Anderson et al KDD2012
Contents
Citation
author = {Ashton Anderson and Daniel P. Huttenlocher and Jon M. Kleinberg and Jure Leskovec}, title = {Discovering value from community activity on focused Question Answering Sites: A case study of Stack Overflow}, booktitle = {KDD}, year = {2012}, pages = {850-858}, ee = {http://doi.acm.org/10.1145/2339530.2339665}, crossref = {DBLP:conf/kdd/2012}, bibsource = {DBLP, http://dblp.uni-trier.de}
Online version
Summary
Question Answering websites like Stack Overflow and Quora are growing into large repository of valuable knowledge with the help of community driven knowledge creation process. In this Case Study of Stack Overflow, the authors study it's community driven knowledge creation process and investigate the dynamics of the community activity that shapes the set of answers, both in how answers and voters arrive over time and how it eventually influences the final outcome. They thus consider the entire set of answers to a question as there fundamental unit of analysis instead of analyzing just the best one. The authors observe significant assortativity in the reputation of co-answerers, relationships between reputation and answer speed, and the probability of answer being chosen as the best one on the temporal characteristics of answer arrivals. They then apply there analysis on two prediction tasks. First, Predicting the long term value of the question and it's answers. Second, Predicting weather a question has been appropriately answered.
Dataset Description
The Stack Overflow data used in this paper is publicly available from StackOverflow under a Creative Commons license.

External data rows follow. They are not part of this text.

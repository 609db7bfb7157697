use std::collections::VecDeque;
use std::sync::Arc;

use dashmap::DashMap;

use crate::models::{GuildId, QueueItem};

/// A soft cap on per-guild queue depth. The contract has no explicit bound;
/// this only guards against an unbounded backlog from a guild nobody is
/// listening to draining memory.
const SOFT_CAP: usize = 500;

/// Per-guild FIFO queues, one `Mutex<VecDeque<_>>` per guild behind a
/// `DashMap` for per-key exclusivity — the same sharded-lock shape the
/// presence tracker uses for its per-channel typing sets.
#[derive(Default)]
pub struct QueueCore {
    queues: DashMap<GuildId, std::sync::Mutex<VecDeque<QueueItem>>>,
}

impl QueueCore {
    pub fn new() -> Arc<Self> {
        Arc::new(Self::default())
    }

    pub fn enqueue(&self, guild_id: GuildId, item: QueueItem) {
        let mut queue = self
            .queues
            .entry(guild_id)
            .or_insert_with(|| std::sync::Mutex::new(VecDeque::new()))
            .lock()
            .unwrap();

        if queue.len() >= SOFT_CAP {
            tracing::warn!(guild_id, "queue soft cap reached, dropping oldest item");
            queue.pop_front();
        }
        queue.push_back(item);
    }

    /// Non-blocking pop. Never `.await`s while the lock is held.
    pub fn try_dequeue(&self, guild_id: GuildId) -> Option<QueueItem> {
        self.queues.get(&guild_id)?.lock().unwrap().pop_front()
    }

    pub fn clear(&self, guild_id: GuildId) {
        if let Some(queue) = self.queues.get(&guild_id) {
            queue.lock().unwrap().clear();
        }
    }

    pub fn length(&self, guild_id: GuildId) -> usize {
        self.queues
            .get(&guild_id)
            .map(|q| q.lock().unwrap().len())
            .unwrap_or(0)
    }
}

#[cfg(test)]
mod tests {
    use super::*;

    #[test]
    fn fifo_per_guild() {
        let queue = QueueCore::new();
        queue.enqueue(1, QueueItem::new("hello", 1));
        queue.enqueue(1, QueueItem::new("world", 1));

        assert_eq!(queue.try_dequeue(1).unwrap().text, "hello");
        assert_eq!(queue.try_dequeue(1).unwrap().text, "world");
        assert!(queue.try_dequeue(1).is_none());
    }

    #[test]
    fn no_cross_guild_ordering_interference() {
        let queue = QueueCore::new();
        queue.enqueue(1, QueueItem::new("a", 1));
        queue.enqueue(2, QueueItem::new("b", 1));

        assert_eq!(queue.try_dequeue(2).unwrap().text, "b");
        assert_eq!(queue.try_dequeue(1).unwrap().text, "a");
    }

    #[test]
    fn clear_empties_only_that_guild() {
        let queue = QueueCore::new();
        queue.enqueue(1, QueueItem::new("a", 1));
        queue.enqueue(2, QueueItem::new("b", 1));

        queue.clear(1);
        assert_eq!(queue.length(1), 0);
        assert_eq!(queue.length(2), 1);
    }

    #[test]
    fn soft_cap_drops_oldest() {
        let queue = QueueCore::new();
        for i in 0..(SOFT_CAP + 10) {
            queue.enqueue(1, QueueItem::new(i.to_string(), 1));
        }
        assert_eq!(queue.length(1), SOFT_CAP);
        assert_eq!(queue.try_dequeue(1).unwrap().text, "10");
    }
}
// src/ingest/record.rs
//! Canonical card and metric rows derived from one feed item.

use chrono::{DateTime, Utc};
use serde_json::json;

use crate::bucket::{to_iso, BucketWindow};
use crate::error::ItemProcessingError;
use crate::feed::hn::{discussion_url, SOURCE_TAG};
use crate::feed::RawItem;
use crate::slug::generate_slug;
use crate::store::{CardId, MetricObservation, NewCard, Scores};

pub const CATEGORY: &str = "Technology";

pub const METRIC_RANK: &str = "rank";
pub const METRIC_POINTS: &str = "points";
pub const METRIC_COMMENTS: &str = "comments";

/// A feed item that passed identity validation.
#[derive(Debug, Clone, PartialEq)]
pub struct StoryRecord {
    pub external_id: String,
    pub title: String,
    pub url: Option<String>,
    pub author: Option<String>,
    pub points: i64,
    pub comment_count: i64,
    pub created_at: Option<DateTime<Utc>>,
    pub tags: Vec<String>,
    /// 1-based position in the fetched sequence.
    pub rank: usize,
}

impl StoryRecord {
    /// `rank` is the item's 1-based position in feed order, never re-sorted.
    pub fn from_raw(raw: &RawItem, rank: usize) -> Result<Self, ItemProcessingError> {
        if let Some(reason) = &raw.malformed {
            return Err(ItemProcessingError::Malformed {
                position: rank,
                reason: reason.clone(),
            });
        }
        let external_id = raw
            .external_id
            .as_deref()
            .map(str::trim)
            .filter(|s| !s.is_empty())
            .ok_or(ItemProcessingError::MissingField {
                position: rank,
                field: "external_id",
            })?
            .to_string();
        let title = raw.title.clone().ok_or(ItemProcessingError::MissingField {
            position: rank,
            field: "title",
        })?;

        Ok(Self {
            external_id,
            title,
            url: raw.url.clone(),
            author: raw.author.clone(),
            points: raw.points.unwrap_or(0),
            comment_count: raw.comment_count.unwrap_or(0),
            created_at: raw
                .created_at_epoch_seconds
                .and_then(|secs| DateTime::<Utc>::from_timestamp(secs, 0)),
            tags: raw.tags.clone(),
            rank,
        })
    }

    pub fn slug(&self) -> String {
        generate_slug(&self.title, &self.external_id)
    }

    pub fn discussion_url(&self) -> String {
        discussion_url(&self.external_id)
    }

    pub fn to_card(&self) -> NewCard {
        let hn_url = self.discussion_url();
        let metadata = json!({
            "hn_id": self.external_id,
            "url": self.url,
            "hn_url": hn_url,
            "author": self.author,
            "created_at": self.created_at.as_ref().map(to_iso),
            "source": SOURCE_TAG,
            "points": self.points,
            "num_comments": self.comment_count,
            "tags": self.tags,
        });

        NewCard {
            slug: self.slug(),
            title: self.title.clone(),
            description: format!(
                "Hacker News story by {}",
                self.author.as_deref().unwrap_or("unknown")
            ),
            category: CATEGORY.to_string(),
            source: SOURCE_TAG.to_string(),
            source_url: self.url.clone().unwrap_or(hn_url),
            scores: Scores::default(),
            source_tags: vec![SOURCE_TAG.to_string()],
            metadata,
        }
    }

    /// Tracked metrics for a card in feed order: rank, points, comments.
    pub fn observations(
        &self,
        card_id: CardId,
        window: &BucketWindow<Utc>,
        bucket_label: &str,
    ) -> Vec<MetricObservation> {
        [
            (METRIC_RANK, self.rank as f64),
            (METRIC_POINTS, self.points as f64),
            (METRIC_COMMENTS, self.comment_count as f64),
        ]
        .into_iter()
        .map(|(name, value)| MetricObservation {
            card_id,
            source: SOURCE_TAG.to_string(),
            metric_name: name.to_string(),
            metric_value: value,
            bucket_start: window.start,
            bucket_end: window.end,
            bucket_size: bucket_label.to_string(),
        })
        .collect()
    }
}

#[cfg(test)]
mod tests {
    use super::*;
    use crate::bucket::BucketSpec;
    use chrono::TimeZone;

    fn raw(id: Option<&str>, title: Option<&str>) -> RawItem {
        RawItem {
            external_id: id.map(str::to_string),
            title: title.map(str::to_string),
            author: Some("pg".into()),
            points: Some(321),
            comment_count: Some(45),
            created_at_epoch_seconds: Some(1_700_000_000),
            tags: vec!["story".into()],
            ..RawItem::default()
        }
    }

    #[test]
    fn card_uses_discussion_url_when_story_has_no_link() {
        let story = StoryRecord::from_raw(&raw(Some("42"), Some("Ask HN: Anything?")), 3).unwrap();
        let card = story.to_card();
        assert_eq!(card.slug, "ask-hn-anything-42");
        assert_eq!(card.source_url, "https://news.ycombinator.com/item?id=42");
        assert_eq!(card.description, "Hacker News story by pg");
        assert_eq!(card.category, "Technology");
        assert_eq!(card.scores, Scores::default());
        assert_eq!(card.metadata["url"], serde_json::Value::Null);
        assert_eq!(card.metadata["created_at"], "2023-11-14T22:13:20.000Z");
        assert_eq!(card.metadata["num_comments"], 45);
    }

    #[test]
    fn missing_identity_is_an_item_error() {
        let err = StoryRecord::from_raw(&raw(None, Some("t")), 1).unwrap_err();
        assert!(matches!(err, ItemProcessingError::MissingField { field: "external_id", .. }));
        let err = StoryRecord::from_raw(&raw(Some("  "), Some("t")), 1).unwrap_err();
        assert!(matches!(err, ItemProcessingError::MissingField { field: "external_id", .. }));
        let err = StoryRecord::from_raw(&raw(Some("1"), None), 2).unwrap_err();
        assert!(matches!(err, ItemProcessingError::MissingField { position: 2, field: "title" }));
    }

    #[test]
    fn undecodable_hit_is_an_item_error() {
        let raw = RawItem::malformed(Some("8".into()), "invalid type: string \"many\"");
        let err = StoryRecord::from_raw(&raw, 4).unwrap_err();
        assert!(matches!(err, ItemProcessingError::Malformed { position: 4, .. }));
        assert!(err.to_string().contains("many"));
    }

    #[test]
    fn observations_carry_rank_points_comments() {
        let story = StoryRecord::from_raw(&raw(Some("7"), Some("x")), 5).unwrap();
        let spec = BucketSpec::default();
        let window = spec.align_to_bucket(&Utc.with_ymd_and_hms(2025, 1, 1, 12, 7, 0).unwrap());
        let obs = story.observations(99, &window, &spec.label());
        let pairs: Vec<(&str, f64)> = obs
            .iter()
            .map(|o| (o.metric_name.as_str(), o.metric_value))
            .collect();
        assert_eq!(pairs, vec![("rank", 5.0), ("points", 321.0), ("comments", 45.0)]);
        assert!(obs.iter().all(|o| o.bucket_size == "15m" && o.card_id == 99));
    }
}
//! Trend Ingest Service: binary entrypoint.
//! Boots the Axum HTTP server, wiring routes, shared state, the optional
//! ingest scheduler, and the Prometheus exporter.

use anyhow::Context;
use tokio::sync::watch;
use tracing_subscriber::{fmt, prelude::*, EnvFilter};

use trend_ingest::config::AppConfig;
use trend_ingest::ingest::scheduler::spawn_ingest_scheduler;
use trend_ingest::metrics::Metrics;

/// Compact logs by default; `LOG_FORMAT=json` switches to one JSON object per line.
fn init_tracing() {
    let filter = EnvFilter::try_from_default_env()
        .unwrap_or_else(|_| EnvFilter::new("trend_ingest=info,ingest=info,warn"));

    let json = std::env::var("LOG_FORMAT")
        .ok()
        .is_some_and(|v| v.eq_ignore_ascii_case("json"));

    let registry = tracing_subscriber::registry().with(filter);
    if json {
        registry.with(fmt::layer().json()).init();
    } else {
        registry.with(fmt::layer().compact()).init();
    }
}

async fn shutdown_signal() {
    let ctrl_c = async {
        if let Err(e) = tokio::signal::ctrl_c().await {
            tracing::error!(error = %e, "failed to install Ctrl+C handler");
        }
    };

    #[cfg(unix)]
    let terminate = async {
        match tokio::signal::unix::signal(tokio::signal::unix::SignalKind::terminate()) {
            Ok(mut sig) => {
                sig.recv().await;
            }
            Err(e) => {
                tracing::error!(error = %e, "failed to install SIGTERM handler");
                std::future::pending::<()>().await;
            }
        }
    };

    #[cfg(not(unix))]
    let terminate = std::future::pending::<()>();

    tokio::select! {
        _ = ctrl_c => {},
        _ = terminate => {},
    }
    tracing::info!("shutdown signal received");
}

#[tokio::main]
async fn main() -> anyhow::Result<()> {
    // Load .env in local/dev; no-op in prod environments.
    let _ = dotenvy::dotenv();
    init_tracing();

    let cfg = AppConfig::from_env().context("loading configuration")?;
    tracing::info!(
        bind = %cfg.bind_addr,
        bucket = %cfg.bucket.label(),
        feed = %cfg.feed.url,
        "configuration loaded"
    );

    let (state, db) = trend_ingest::app_state(&cfg)?;

    let metrics = Metrics::init()?;
    let app = trend_ingest::create_router(state.clone()).merge(metrics.router());

    let (stop_tx, stop_rx) = watch::channel(false);
    let scheduler = cfg.scheduler.clone().map(|sched| {
        tracing::info!(interval_secs = sched.interval.as_secs(), "ingest scheduler enabled");
        spawn_ingest_scheduler(state.ingestor.clone(), sched, stop_rx)
    });

    let listener = tokio::net::TcpListener::bind(&cfg.bind_addr)
        .await
        .with_context(|| format!("binding {}", cfg.bind_addr))?;
    tracing::info!(addr = %cfg.bind_addr, "listening");

    axum::serve(listener, app)
        .with_graceful_shutdown(shutdown_signal())
        .await
        .context("server error")?;

    let _ = stop_tx.send(true);
    if let Some(handle) = scheduler {
        if let Err(e) = handle.await {
            tracing::warn!(error = %e, "scheduler task ended abnormally");
        }
    }
    db.shutdown().await;
    Ok(())
}
// src/store/seed.rs
//! Seed data loader and reset helper for development databases.

use anyhow::{Context, Result};
use sqlx::PgPool;
use std::fs;
use std::path::Path;
use tracing::{info, warn};

use crate::store::migrate::{discover_sql_files, is_undefined_table};

pub const DEFAULT_SEEDS_DIR: &str = "db/seeds";

/// Tables cleared by [`reset`], children first.
const RESET_ORDER: [&str; 2] = ["counts", "cards"];

#[derive(Debug, Clone, PartialEq, Eq)]
pub enum SeedOutcome {
    Applied(Vec<String>),
    /// `cards` already has rows and `force` was not set.
    SkippedExistingData,
}

#[derive(Debug, Clone, PartialEq)]
pub struct DataSummary {
    pub table_counts: Vec<(String, i64)>,
    /// `(title, category, velocity_score)` of the newest cards.
    pub sample_cards: Vec<(String, String, i32)>,
}

pub async fn has_data(pool: &PgPool) -> Result<bool> {
    match sqlx::query_scalar::<_, i64>("SELECT COUNT(*) FROM cards")
        .fetch_one(pool)
        .await
    {
        Ok(n) => Ok(n > 0),
        Err(e) if is_undefined_table(&e) => Ok(false),
        Err(e) => Err(e).context("counting cards"),
    }
}

pub async fn run_seeds(pool: &PgPool, dir: &Path, force: bool) -> Result<SeedOutcome> {
    if has_data(pool).await? {
        if !force {
            warn!("database already contains data; pass --force to seed anyway");
            return Ok(SeedOutcome::SkippedExistingData);
        }
        info!("force flag set, seeding over existing data");
    }

    let files = discover_sql_files(dir)?;
    let mut applied = Vec::with_capacity(files.len());
    for file in &files {
        let sql = fs::read_to_string(&file.path)
            .with_context(|| format!("reading seed {}", file.filename))?;
        let mut tx = pool.begin().await.context("begin seed transaction")?;
        sqlx::raw_sql(&sql)
            .execute(&mut *tx)
            .await
            .with_context(|| {
                format!(
                    "applying seed {} (last successful: {})",
                    file.filename,
                    applied.last().map(String::as_str).unwrap_or("none")
                )
            })?;
        tx.commit()
            .await
            .with_context(|| format!("committing seed {}", file.filename))?;
        info!(file = %file.filename, "seed applied");
        applied.push(file.filename.clone());
    }
    Ok(SeedOutcome::Applied(applied))
}

/// Delete all ingested data in one transaction.
pub async fn reset(pool: &PgPool) -> Result<()> {
    let mut tx = pool.begin().await.context("begin reset transaction")?;
    for table in RESET_ORDER {
        info!(table, "clearing table");
        sqlx::query(&format!("DELETE FROM {table}"))
            .execute(&mut *tx)
            .await
            .with_context(|| format!("clearing {table}"))?;
    }
    tx.commit().await.context("committing reset")?;
    Ok(())
}

pub async fn summary(pool: &PgPool) -> Result<DataSummary> {
    let mut table_counts = Vec::with_capacity(RESET_ORDER.len());
    for table in ["cards", "counts"] {
        let n: i64 = sqlx::query_scalar(&format!("SELECT COUNT(*) FROM {table}"))
            .fetch_one(pool)
            .await
            .with_context(|| format!("counting {table}"))?;
        table_counts.push((table.to_string(), n));
    }
    let sample_cards = sqlx::query_as::<_, (String, String, i32)>(
        "SELECT title, category, velocity_score FROM cards ORDER BY created_at DESC LIMIT 3",
    )
    .fetch_all(pool)
    .await
    .context("sampling cards")?;
    Ok(DataSummary {
        table_counts,
        sample_cards,
    })
}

One can download the latest version from here.
Here are some of the statistics about the data used by the authors:
- Users 440K (198K questioners, 71K answerers)
- Questions 1M (69% with accepted answer)
- Answers 2.8M (26% marked as accepted)
- Votes 7.6M (93% positive)
- Favorites 775K actions on 318K questions
Motivation
The motivation of the paper is to be able to understand the community dynamics at Question Answering sites like Stack Overflow by considering questions with there set of corresponding answers and not as free standing question answer pairs. Complex questions often generate multiple good answers from different experts bringing out different views and even the best Answers when viewed in isolation may not capture the knowledge created through community interaction around that question. They aim to be able to identify ad highlight questions of lasting value as soon as possible after they have appeared on the site, so that users can be directed to them. For experts who are able to answer difficult questions, there is potential to identify questions that have not been successfully answered and highlight them for increased attention.
Features Used
- Questioner features (SA), 4 features total:
* questioner reputation, * # of questioner’s questions and answers, * questioner’s percentage of accepted answers on their previous questions.
- Activity and Q/A quality measures (SB), 8 features total:
* # of favorites, * # of page views, * # positive and negative votes on question, * # of answers, * maximum answerer reputation, * highest answer score, * reputation of answerer who wrote highest scoring answer,
- Community process features (SC), 8 features total:
* average answerer reputation, * median answerer reputation, * fraction of sum of answerer reputations contributed by max answerer reputation, * sum of answerer reputations, * length of answer by highest-reputation answerer, * # of comments on answer by highest-reputation answerer, * length of highest-scoring answer, * # of comments on highest-scoring answer.
- Temporal process features (SD), 7 features total:
* average time between answers, * median time between answers, * minimum time between answers, * time-rank of highest-scoring answer, * wall-clock time elapsed between question creation and highest-scoring answer, * time-rank of answer by highest reputation answerer, * wall-clock time elapsed between question creation and answer by highest-reputation answerer.
Task Description and Evaluation
There are two concrete tasks that the authors have tried to solve.
- Predicting long term value of a question:
* Proxy for the long term value: Number of pageviews of a question with its answers in a given time frame * Analysis Restricted to questions created in the same month and prediction done on page views one year later. * Binary classification [Page views in bottom or top Quartile/Halfs ]with data set containing 28,772 examples using Logistic Regression with 10 fold Cross Validation. * Prediction made using information available from time frames of 1,2,24 and 72 hours after the question posted. * Baseline: Crowd Sourced Features - # of Favorites on the question, No of positive minus negative votes on the question. *
- Predicting whether a question has been sufficiently answered.